Clinical and histopathological results of the adult patients with unilateral cryptorchidism

Ferhat Ateş 1,, Hasan Soydan 1, Sezgin Okçelik 2, Abdullah Çırakoğlu 3, İsmail Yılmaz 4, Ercan Malkoç 1, Kenan Karademir 1
PMCID: PMC4857921  PMID: 27274891

Abstract

Objective

To evaluate the clinical and histopathological results of adult unilateral cryptorchidism patients.

Material and methods

Data from adult unilateral cryptorchidism patients that underwent orchiectomy in our clinic between between January 2004 and March 2013 were retrospectively evaluated. Patients were divided into three groups as intra-abdominal, inguinal canal and superficial inguinal region according to the location of the undescended testes. Patients were also grouped according to their testicular volume (<4 cc, 4.1–12 cc, and >12 cc). Histopathology results of orchiectomy specimens were classified as follows: 1. Sertoli cells only, testicular atrophy and vanished testis (anorchia) 2. Hypospermatogenesis, and 3. Maturation arrest. Patients were grouped as normospermia, azoospermia and oligo/astheno/teratospermia groups according to semen analysis results. Correlations between testicular localization, testicular size, semen analysis and pathology results were evaluated. Incidental tumor detection rates were also calculated.

Results

Two hundred and forty-four adult unilateral cryptorchidism patients underwent orchiectomy in our clinic. There was no a significant relationship between location of the testis and testicular pathology results (p=0.707). Most common semen analysis results was normospermia in patients with high testicular volume group however azoospermia and oligoasthenospermia observed commonly in patients with low testicular volume group. There was a significant relationship between testicular volume and semen analysis results (p=0.023). No significant relationship was observed between semen analysis and pathological results (p=0.929). After an evaluation of all factors with possible effects on the semen analysis results, only testicular volume (p=0.036) was found to have a significant impact. Only one case (0.4%) was incidentally diagnosed seminoma after a review of 233 patients with available histopathological results on record.

Conclusion

Adult unilateral cryptorchidism has a minimal effect on male fertility or even this effect can be overlooked. Low detection rates of incidental germ cell tumors also make an orchiectomy decision questionable in such cases.

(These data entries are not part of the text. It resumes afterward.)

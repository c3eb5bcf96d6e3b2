//! # Route Patterns
//!
//! A registered path such as `/movies/{id:int}/` is kept as the pattern
//! matchit understands (`/movies/{id}/`) plus the declared type of each
//! parameter, applied once a request has matched.

use crate::router::HandlerId;
use crate::types::{parse_segment, ParamType, ParamValue};
use std::collections::HashMap;

/// One registered route
#[derive(Debug, Clone)]
pub struct RouteInfo {
    /// Handler the route dispatches to
    pub handler_id: HandlerId,
    /// Pattern with type suffixes stripped, as inserted into matchit
    pub match_pattern: String,
    params: Vec<(String, ParamType)>,
}

impl RouteInfo {
    /// Parse `path`, keeping its leading and trailing slashes as written
    #[must_use]
    pub fn new(handler_id: HandlerId, path: &str) -> Self {
        let mut params = Vec::new();
        let match_pattern = path
            .split('/')
            .map(|segment| match parse_segment(segment) {
                Some((name, param_type)) => {
                    params.push((name.to_string(), param_type));
                    format!("{{{name}}}")
                }
                None => segment.to_string(),
            })
            .collect::<Vec<_>>()
            .join("/");

        Self {
            handler_id,
            match_pattern,
            params,
        }
    }

    /// Declared type of parameter `name`, text when undeclared
    #[must_use]
    pub fn param_type(&self, name: &str) -> ParamType {
        self.params
            .iter()
            .find(|(declared, _)| declared == name)
            .map_or(ParamType::String, |(_, param_type)| *param_type)
    }

    /// Convert raw matched parameters to their declared types
    pub fn typed_params<'k, 'v>(
        &self,
        raw: impl Iterator<Item = (&'k str, &'v str)>,
    ) -> HashMap<String, ParamValue> {
        raw.map(|(name, value)| (name.to_string(), self.param_type(name).convert(value)))
            .collect()
    }
}

#[cfg(test)]
mod tests {
    use super::*;

    #[test]
    fn test_collection_route() {
        let info = RouteInfo::new(0, "/genres/");
        assert_eq!(info.match_pattern, "/genres/");
        assert_eq!(info.param_type("id"), ParamType::String);
    }

    #[test]
    fn test_member_route() {
        let info = RouteInfo::new(3, "/cinema_halls/{id:int}/");
        assert_eq!(info.handler_id, 3);
        assert_eq!(info.match_pattern, "/cinema_halls/{id}/");
        assert_eq!(info.param_type("id"), ParamType::Int);
    }

    #[test]
    fn test_slashes_kept_as_written() {
        assert_eq!(RouteInfo::new(0, "/").match_pattern, "/");
        assert_eq!(RouteInfo::new(0, "/genres").match_pattern, "/genres");
    }

    #[test]
    fn test_typed_params() {
        let info = RouteInfo::new(0, "/actors/{id:int}/{slug}/");
        let typed = info.typed_params([("id", "7"), ("slug", "keanu")].into_iter());
        assert_eq!(typed.get("id"), Some(&ParamValue::Int(7)));
        assert_eq!(typed.get("slug"), Some(&ParamValue::String("keanu".to_string())));
    }
}
fn generate_request_id() -> String {
    use std::time::{SystemTime, UNIX_EPOCH};
    let now = SystemTime::now()
        .duration_since(UNIX_EPOCH)
        .unwrap_or_default();
    let counter = REQUEST_COUNTER.fetch_add(1, Ordering::Relaxed);
    format!("{:x}-{:x}", now.as_nanos(), counter)
}
//! # Middleware System
//!
//! Request/response interception around every catalog handler. The server
//! installs [`LoggingMiddleware`]; [`CorsMiddleware`] is added when
//! `CINEMA_CORS_ORIGIN` is set.

use crate::request::ApiRequest;
use crate::server::ApiResponse;
use std::sync::Arc;
use tracing::debug;

/// Middleware trait for request/response interception
///
/// Middlewares are called in order before the handler, and in reverse order after.
pub trait Middleware: Send + Sync {
    /// Called before the request handler
    ///
    /// Can return early with a response.
    fn before_request(&self, _req: &ApiRequest) -> MiddlewareResult {
        MiddlewareResult::Continue
    }

    /// Called after the request handler
    ///
    /// Can modify the response or perform logging.
    fn after_response(&self, _req: &ApiRequest, _res: &mut ApiResponse) {}

    /// Middleware name for logging
    fn name(&self) -> &'static str {
        "Unknown"
    }
}

/// Result of middleware execution
#[derive(Debug)]
pub enum MiddlewareResult {
    /// Continue to next middleware/handler
    Continue,
    /// Short-circuit with this response (skip handler)
    Respond(ApiResponse),
}

/// Middleware chain for processing requests
#[derive(Default, Clone)]
pub struct MiddlewareChain {
    middlewares: Vec<Arc<dyn Middleware>>,
}

impl MiddlewareChain {
    /// Create a new empty middleware chain
    #[must_use]
    pub fn new() -> Self {
        Self::default()
    }

    /// Add a middleware to the chain
    pub fn add<M: Middleware + 'static>(&mut self, middleware: M) {
        self.middlewares.push(Arc::new(middleware));
    }

    /// Execute before_request for all middlewares
    pub fn run_before(&self, req: &ApiRequest) -> MiddlewareResult {
        for mw in &self.middlewares {
            match mw.before_request(req) {
                MiddlewareResult::Continue => continue,
                result => return result,
            }
        }
        MiddlewareResult::Continue
    }

    /// Execute after_response for all middlewares (in reverse order)
    pub fn run_after(&self, req: &ApiRequest, res: &mut ApiResponse) {
        for mw in self.middlewares.iter().rev() {
            mw.after_response(req, res);
        }
    }

    /// Get the number of middlewares
    #[must_use]
    pub fn len(&self) -> usize {
        self.middlewares.len()
    }

    /// Check if chain is empty
    #[must_use]
    pub fn is_empty(&self) -> bool {
        self.middlewares.is_empty()
    }
}

/// Logging middleware - structured debug events per request
#[derive(Default)]
pub struct LoggingMiddleware;

impl LoggingMiddleware {
    /// Create a new logging middleware
    #[must_use]
    pub const fn new() -> Self {
        Self
    }
}

impl Middleware for LoggingMiddleware {
    fn before_request(&self, req: &ApiRequest) -> MiddlewareResult {
        let request_id = req.header("x-request-id").unwrap_or("-");
        debug!(
            method = %req.method,
            path = %req.path,
            request_id = %request_id,
            content_type = req.header("content-type").unwrap_or("-"),
            "Request received"
        );
        MiddlewareResult::Continue
    }

    fn after_response(&self, req: &ApiRequest, res: &mut ApiResponse) {
        let request_id = req.header("x-request-id").unwrap_or("-");
        debug!(
            method = %req.method,
            path = %req.path,
            status = res.status,
            request_id = %request_id,
            "Response sent"
        );
    }

    fn name(&self) -> &'static str {
        "LoggingMiddleware"
    }
}

/// CORS middleware - adds Cross-Origin Resource Sharing headers
#[derive(Clone)]
pub struct CorsMiddleware {
    allow_origin: String,
    allow_methods: String,
    allow_headers: String,
}

impl Default for CorsMiddleware {
    fn default() -> Self {
        Self {
            allow_origin: "*".to_string(),
            allow_methods: "GET, POST, PUT, PATCH, DELETE, HEAD, OPTIONS".to_string(),
            allow_headers: "Content-Type".to_string(),
        }
    }
}

impl CorsMiddleware {
    /// Create a new CORS middleware with default settings
    #[must_use]
    pub fn new() -> Self {
        Self::default()
    }

    /// Set allowed origin
    #[must_use]
    pub fn allow_origin(mut self, origin: impl Into<String>) -> Self {
        self.allow_origin = origin.into();
        self
    }
}

impl Middleware for CorsMiddleware {
    fn after_response(&self, _req: &ApiRequest, res: &mut ApiResponse) {
        res.set_header("Access-Control-Allow-Origin", &self.allow_origin);
        res.set_header("Access-Control-Allow-Methods", &self.allow_methods);
        res.set_header("Access-Control-Allow-Headers", &self.allow_headers);
    }

    fn name(&self) -> &'static str {
        "CorsMiddleware"
    }
}
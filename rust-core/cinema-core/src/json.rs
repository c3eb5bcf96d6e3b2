//! # Request Body Parsing
//!
//! Catalog request bodies are decoded with simd-json. Responses are written
//! with serde_json in [`crate::server::ApiResponse`].

use crate::error::{Error, Result};
use serde::de::DeserializeOwned;

/// Parse JSON bytes to a typed value using simd-json
///
/// simd-json parses in place, so the bytes are copied into a scratch buffer
/// first. An empty body is treated as an empty object, so a create with no
/// body reports each required field.
///
/// # Errors
///
/// Returns `Error::MalformedBody` if parsing fails
pub fn parse_json<T: DeserializeOwned>(bytes: &[u8]) -> Result<T> {
    let mut scratch = if bytes.iter().all(u8::is_ascii_whitespace) {
        b"{}".to_vec()
    } else {
        bytes.to_vec()
    };

    simd_json::from_slice(&mut scratch).map_err(|e| Error::MalformedBody {
        reason: e.to_string(),
    })
}
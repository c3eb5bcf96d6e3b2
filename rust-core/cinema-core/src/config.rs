//! # Configuration
//!
//! Runtime settings read from the environment, optionally seeded from a
//! `.env` file. Every variable has a default; a value that is present but
//! unparseable is an `Error::Config` naming the variable.

use crate::database::DEFAULT_MAX_CONNECTIONS;
use crate::error::{Error, Result};
use crate::server::ServerConfig;
use std::net::{IpAddr, Ipv4Addr, SocketAddr};
use std::str::FromStr;
use std::time::Duration;

/// Default `DATABASE_URL`
pub const DEFAULT_DATABASE_URL: &str = "sqlite:cinema.db?mode=rwc";

/// Where catalog records are kept
#[derive(Debug, Clone, PartialEq, Eq)]
pub enum Storage {
    /// Process-local maps, lost on exit
    Memory,
    /// SQLite or PostgreSQL connection URL
    Sql(String),
}

/// Application configuration
#[derive(Debug, Clone)]
pub struct Config {
    /// Bind host (`CINEMA_HOST`)
    pub host: IpAddr,
    /// Bind port (`CINEMA_PORT`)
    pub port: u16,
    /// Record storage (`DATABASE_URL`)
    pub storage: Storage,
    /// Pool size for SQL storage (`DATABASE_MAX_CONNECTIONS`)
    pub max_connections: u32,
    /// Request body limit in bytes (`CINEMA_MAX_BODY_SIZE`)
    pub max_body_size: usize,
    /// Graceful drain timeout (`CINEMA_SHUTDOWN_TIMEOUT_SECS`)
    pub shutdown_timeout: Duration,
    /// Origin for CORS headers, none when unset (`CINEMA_CORS_ORIGIN`)
    pub cors_origin: Option<String>,
}

impl Default for Config {
    fn default() -> Self {
        let server = ServerConfig::default();
        Self {
            host: IpAddr::V4(Ipv4Addr::LOCALHOST),
            port: server.address.port(),
            storage: Storage::Sql(DEFAULT_DATABASE_URL.to_string()),
            max_connections: DEFAULT_MAX_CONNECTIONS,
            max_body_size: server.max_body_size,
            shutdown_timeout: server.shutdown_timeout,
            cors_origin: None,
        }
    }
}

impl Config {
    /// Load configuration from the process environment
    ///
    /// A `.env` file in the working directory is loaded first if present;
    /// variables already set in the environment win.
    ///
    /// # Errors
    ///
    /// Returns `Error::Config` for the first invalid variable.
    pub fn from_env() -> Result<Self> {
        if let Ok(path) = dotenvy::dotenv() {
            tracing::debug!(path = %path.display(), "Loaded .env file");
        }
        Self::from_lookup(|key| std::env::var(key).ok())
    }

    /// Build configuration from an arbitrary variable lookup
    ///
    /// # Errors
    ///
    /// Returns `Error::Config` for the first invalid variable.
    pub fn from_lookup<F>(lookup: F) -> Result<Self>
    where
        F: Fn(&str) -> Option<String>,
    {
        let defaults = Self::default();
        let var = |key: &str| lookup(key).filter(|v| !v.trim().is_empty());

        let storage = match var("DATABASE_URL") {
            Some(url) if url.trim().eq_ignore_ascii_case("memory") => Storage::Memory,
            Some(url) => Storage::Sql(url.trim().to_string()),
            None => defaults.storage,
        };

        let max_connections = parse(&var, "DATABASE_MAX_CONNECTIONS", defaults.max_connections)?;
        if max_connections == 0 {
            return Err(Error::Config {
                key: "DATABASE_MAX_CONNECTIONS",
                message: "must be at least 1".to_string(),
            });
        }

        Ok(Self {
            host: parse(&var, "CINEMA_HOST", defaults.host)?,
            port: parse(&var, "CINEMA_PORT", defaults.port)?,
            storage,
            max_connections,
            max_body_size: parse(&var, "CINEMA_MAX_BODY_SIZE", defaults.max_body_size)?,
            shutdown_timeout: Duration::from_secs(parse(
                &var,
                "CINEMA_SHUTDOWN_TIMEOUT_SECS",
                defaults.shutdown_timeout.as_secs(),
            )?),
            cors_origin: var("CINEMA_CORS_ORIGIN").map(|v| v.trim().to_string()),
        })
    }

    /// Socket address the server binds to
    #[must_use]
    pub const fn address(&self) -> SocketAddr {
        SocketAddr::new(self.host, self.port)
    }

    /// HTTP server settings derived from this configuration
    #[must_use]
    pub fn server_config(&self) -> ServerConfig {
        ServerConfig {
            address: self.address(),
            shutdown_timeout: self.shutdown_timeout,
            max_body_size: self.max_body_size,
            ..ServerConfig::default()
        }
    }
}

fn parse<T>(var: &impl Fn(&str) -> Option<String>, key: &'static str, default: T) -> Result<T>
where
    T: FromStr,
    T::Err: std::fmt::Display,
{
    match var(key) {
        None => Ok(default),
        Some(raw) => raw.trim().parse().map_err(|e: T::Err| Error::Config {
            key,
            message: format!("'{raw}': {e}"),
        }),
    }
}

Keywords: Adult, orchiectomy, pathology, undescended testis

Introduction

Cryptorchidism is the most common congenital genital disorder seen in male infants. It is diagnosed in 2–4% of full-term and 20–30% of pre-term infants.[1,2] Probability of spontaneous self-descent in scrotum is low if the testicles do not descend within the first six months after birth. Spermatogenesis decreases over time in undescended testicles. Germ cells begin to decrease irreversibly after the age of two. Therefore, surgery which is the standard treatment, should be done as soon as possible after 6th month of life.

Only 1% of the infants with cryptorchidism reach the adulthood without any treatment.[3] A common view among clinicians is that undescended testicles in adults do not contribute to fertility.[4] Although Leydig cells are resistant to damage, their endocrine functions decrease with time.[5] Moreover, carcinoma in situ is seen in undescended testicles with the ratio of 1.7% which is higher than the normal population and 10% of testicular tumors are thought to arise from undescended testicles.[6]

In reference to this, orchiectomy is offered to adult patients with undescended testicles as an option in addition to close monitoring and follow-up.[7] In our study, the clinical and histopathological results in a large series of adult patients with unilateral undescended testicle were evaluated.

Material and methods

Regular follow-up or orchiectomy treatment options were offered to adult patients with unilateral undescended testicles who came to our clinic. Data from adult patients with unilateral cryptorchidism patients that underwent orchiectomy in our clinic between January 2004 and March 2013 was retrospectively evaluated.

Before surgery, physical examination, inguinal/pelvic ultrasonography, semen analysis and tests for testicular tumor markers [alpha fetoprotein (AFP), beta human chorionic gonadotropin (β-HCG) and lactate dehydrogenase (LDH)] were performed in all patients. According to ultrasonography results, patients were divided into intra-abdominal, inguinal canal and superficial inguinal region groups. Testicular volume was calculated based on pathological specimen measurements. Patients were also grouped according to their testicular volume: (<4 cc, 4.1–12 cc, and >12 cc).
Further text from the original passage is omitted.